A Dublin maternity hospital was directed by the High Court yesterday to do everything in its power to save the life of a Jehovah…

A Dublin maternity hospital was directed by the High Court yesterday to do everything in its power to save the life of a Jehovah's Witness facing death from massive blood loss following the birth of her baby boy.

Mr Justice Henry Abbott told Dr Chris Fitzpatrick, master of the Coombe maternity hospital, that staff could restrain the mother if she physically attempted to stop doctors administering a life-saving blood transfusion and clotting agent.

Restraint, he said, was a common feature of medical treatment.

Gerard Hogan, SC, told the court during an emergency lunchtime sitting, that the mother, identified as Ms K from the Republic of Congo, had suffered a massive haemorrhage following a difficult first delivery between 9am and 9.45am yesterday.

READ MORE

"While the child would appear to be in good shape and in sound medical condition, Ms K has lost a very considerable portion of her blood, estimated between 75 and 80 per cent, and is likely to die very shortly and at best within a matter of hours unless a transfusion and all associated medical procedures are authorised by the court," Mr Hogan said. He told Mr Justice Abbott that the mother was fully compos mentis and had informed the hospital authorities that she was a Jehovah's Witness and for personal and religious reasons had consciously made a decision refusing a blood transfusion.

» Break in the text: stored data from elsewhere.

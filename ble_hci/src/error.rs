use thiserror::Error;

use crate::frame::FrameError;

#[derive(Error, Debug, Clone)]
pub enum HciError {
    #[error("hci command timed out waiting for {0}")]
    CommandTimeout(&'static str),
    #[error("controller returned status {0:#04x} for opcode {1:#06x}")]
    ControllerStatus(u8, u16),
    #[error("hci transport closed")]
    TransportClosed,
    #[error("internal error: {0}")]
    Internal(#[from] HciInternalError),
}

#[derive(Error, Debug, Clone)]
pub enum HciInternalError {
    #[error("io: {kind}; {message}")]
    Io {
        kind: std::io::ErrorKind,
        message: String,
    },
    #[error("malformed frame: {0}")]
    Frame(#[from] FrameError),
    #[error("command queue closed unexpectedly")]
    QueueClosed,
}

impl From<std::io::Error> for HciError {
    fn from(err: std::io::Error) -> Self {
        Self::Internal(HciInternalError::Io {
            kind: err.kind(),
            message: err.to_string(),
        })
    }
}

impl From<FrameError> for HciError {
    fn from(err: FrameError) -> Self {
        Self::Internal(HciInternalError::Frame(err))
    }
}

Mr Hogan said that up until this the hospital had understood that Ms K, whose only language was French, was a Catholic.

He told Mr Justice Abbott there were a number of legal authorities relating to the court having taken decisions and having made orders which transcended the religious beliefs of parents in similar cases involving children.

He said he was not aware of any previous case in which a court had made such a decision in a case involving an adult where the adult was fully compos mentis and had consciously made a decision refusing medical intervention.

Mr Justice Abbott said he would always take the side of life rather than death and would deal with the application on the basis of Ms K being before the court on a stretcher and objecting to the application and telling him not to make the order.

Mr Hogan said the jurisdiction of the court to sanction medical intervention as far as a child was concerned was not in doubt or if the adult was in an unconscious state. The closest the Supreme Court or the High Court had previously come to making such a decision was in cases which had been determined on the basis of being in the interests of the child.

The most recent judgment which had put the welfare of the child foremost, over-riding the claimed constitutional rights and interests of its natural and married parents, was the judgment last week of Mr Justice John MacMenamin in which he had refused to return the child, Ann, to its natural parents from its prospective adoptive parents.

"I would respectfully say that, faced with the difficulties in which we are in this matter, there is a real risk that unless the court now does intervene the patient will slip into an irreversible coma and the baby will be left with no person in this country, as far as is known, to look after its welfare."

Mr Hogan submitted that the court could have regard to the welfare of the child and direct that the conscientious, sincere and respectfully held religious views of the mother could be overborne in its interests.

A blood transfusion, while intrusive, was a standard routine medical procedure and it was not as if the court was being asked to sanction surgery or some experimental treatment the patient would have to undergo.

He said Ms K may resist and he would ask that any order of the court should include a direction to the hospital to physically restrain the patient.

Mr Justice Abbott said there was a risk to the life of the mother and an imminent threat to the genuine welfare of the child and he felt the court could and should intervene in such circumstances.